Pour sortir du lot, les éditeurs et sites d’info sortent encore plus de titres sensationnels (clickbait) et de publicités intrusives. Comme les utilisateurs utilisent en retour de plus en plus les adblockers (11% en France), ils reviennent avec des publicités natives.

Illustration de la concurrence pour l’attention des internautes (source)

La blockchain permet de distribuer la valeur

Par design, la blockchain réduit le besoin d’un intermédiaire entre deux parties puisque tout est automatisé. Les plateformes de distribution se transforment en protocoles et dapps (decentralized apps) gérés par des smart contracts. Ces contrats régissent l’interaction entre le producteur de la valeur et son consommateur. Une telle structure automatisée n’a pas besoin de générer du profit, uniquement de couvrir ses coûts de fonctionnement.

Ainsi, lorsqu’un utilisateur achète une chanson sur une dapp, le détenteur des droits se voit verser la quasi-totalité de la somme moins un coût de fonctionnement minime – le coût de l’électricité pour faire tourner la transaction – et évite la commission de 30% de la plateforme iTunes. Le contrat intelligent peut également facturer un coût réduit pour une écoute unique à la demande (streaming).

Par ailleurs, les techniques de cryptographie utilisées par la blockchain permettent de certifier l’authenticité d’une donnée. On peut ainsi vérifier l’unicité d’une transaction, mais aussi d’une identité ou d’un contenu. Dans l’idée, une donnée numérique ne peut être utilisée sans que son détenteur le sache. Cela permet donc d’empêcher une oeuvre numérique d’être copiée, et d’empêcher des plateformes comme Facebook d’utiliser nos identités et nos contenus comme bon leur semble.

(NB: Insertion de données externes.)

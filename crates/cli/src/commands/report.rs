//! Profitability report command.

use chrono::{Days, NaiveDate, Utc};

use shoplink::config::AppConfig;
use shoplink::report::{DailyReport, ProfitReporter, RangeReport};

use crate::commands::open_store;

const DEFAULT_LOOKBACK_DAYS: u32 = 7;

/// Print the profitability report for an explicit date range or a lookback
/// window ending today.
pub async fn run(
    from: Option<NaiveDate>,
    to: Option<NaiveDate>,
    days: Option<u32>,
    json: bool,
) -> Result<(), Box<dyn std::error::Error>> {
    let config = AppConfig::from_env()?;
    let store = open_store(&config).await?;
    let reporter = ProfitReporter::new(&store);

    let (from, to) = resolve_range(from, to, days, Utc::now().date_naive());
    let report = reporter.range(from, to).await?;

    #[allow(clippy::print_stdout)]
    if json {
        println!("{}", serde_json::to_string_pretty(&report)?);
    } else {
        print_text(&report);
    }
    Ok(())
}

/// Turn the command-line date arguments into an inclusive range.
///
/// An explicit `--from` wins (with `--to` defaulting to the same day);
/// otherwise the report covers the last `--days` days ending today,
/// defaulting to a week.
fn resolve_range(
    from: Option<NaiveDate>,
    to: Option<NaiveDate>,
    days: Option<u32>,
    today: NaiveDate,
) -> (NaiveDate, NaiveDate) {
    match from {
        Some(from) => (from, to.unwrap_or(from)),
        None => {
            let days = days.unwrap_or(DEFAULT_LOOKBACK_DAYS).max(1);
            let from = today - Days::new(u64::from(days - 1));
            (from, today)
        }
    }
}

#[allow(clippy::print_stdout)]
fn print_text(report: &RangeReport) {
    for day in &report.days {
        print_day(day);
    }
    if report.days.len() > 1 {
        println!("{}", "-".repeat(72));
        println!("Range {} .. {}", report.from, report.to);
        print_line(&report.totals, &report.metrics);
    }
}

#[allow(clippy::print_stdout)]
fn print_day(day: &DailyReport) {
    println!("{}", day.date);
    print_line(&day.totals, &day.metrics);
}

#[allow(clippy::print_stdout)]
fn print_line(totals: &shoplink::report::Totals, metrics: &shoplink::report::ProfitMetrics) {
    println!(
        "  orders {:>4}  revenue {:>10}  cost {:>10} (est {:>10})  spend {:>8}",
        totals.orders, totals.revenue, totals.actual_cost, totals.estimated_cost, totals.ad_spend,
    );
    println!(
        "  net before ads {:>10}  net after ads {:>10}  est net after ads {:>10}",
        metrics.net_before_ads, metrics.net_after_ads, metrics.estimated_net_after_ads,
    );
    println!(
        "  ROAS {:.2}  BROAS {:.2}  cost% {:.1}  ad% {:.1}  margin% {:.1}  AOV {:.2}  AFC {:.2}",
        metrics.roas,
        metrics.breakeven_roas,
        metrics.cost_percent,
        metrics.ad_percent,
        metrics.margin_percent,
        metrics.average_order_value,
        metrics.average_fulfillment_cost,
    );
}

Imaginez un protocole de streaming de vidéo, où chaque producteur possède son contenu et est rémunéré automatiquement en fonction de son utilisation. A mesure que la quantité de vidéos augmente, des agrégateurs de contenus verront le jour, facilitant le choix des contenus pour les consommateurs et simplifiant l’usage. Pour mettre en relation producteurs et consommateurs, ces acteurs pourront demander un abonnement aux producteurs, mais pas de “taxer” le contenu si le protocole ne le permet pas. Il y a donc toujours création de valeur, mais cette valeur est distribuée entre tous les acteurs et non plus concentrée sur la plateforme d’intermédiation.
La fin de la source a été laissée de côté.